Segment Start: SOURCE MATERIAL

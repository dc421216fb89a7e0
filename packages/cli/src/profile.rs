//! Browser profile maintenance: the one-time manual login and a quick look
//! at which account a profile is signed into.

use std::time::Duration;

use dialoguer::Confirm;
use report_harvest_portal::BrowserSession as _;
use report_harvest_portal::webdriver::{SessionConfig, WebDriverSession};

/// How long `--check-profile` keeps the browser open.
const CHECK_WINDOW: Duration = Duration::from_secs(60);

/// Opens the portal home page and waits for the operator to log in. The
/// session cookies persist in the profile directory for later runs.
pub async fn login(home_url: &str, config: &SessionConfig) -> Result<(), Box<dyn std::error::Error>> {
    let mut session = WebDriverSession::connect(config).await?;
    session.open(home_url).await?;

    println!("Log in to the portal in the browser window.");
    let confirmed = Confirm::new()
        .with_prompt("Finished logging in?")
        .default(true)
        .interact();

    session.close().await?;

    if confirmed? {
        log::info!("Profile saved to {}", config.profile_dir.display());
    } else {
        log::warn!("Login not confirmed; the profile may not be signed in");
    }
    Ok(())
}

/// Opens the portal home page for [`CHECK_WINDOW`] so the operator can see
/// which store the profile belongs to.
pub async fn check(home_url: &str, config: &SessionConfig) -> Result<(), Box<dyn std::error::Error>> {
    let mut session = WebDriverSession::connect(config).await?;
    session.open(home_url).await?;

    log::info!(
        "Showing {} with profile {} for {}s",
        home_url,
        config.profile_dir.display(),
        CHECK_WINDOW.as_secs()
    );
    tokio::time::sleep(CHECK_WINDOW).await;

    session.close().await?;
    Ok(())
}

Segment End: SOURCE MATERIAL

WORK INSTRUCTION: When a line of the data above holds the string "time", count it, and reply with the resulting number only.

RESULT: 3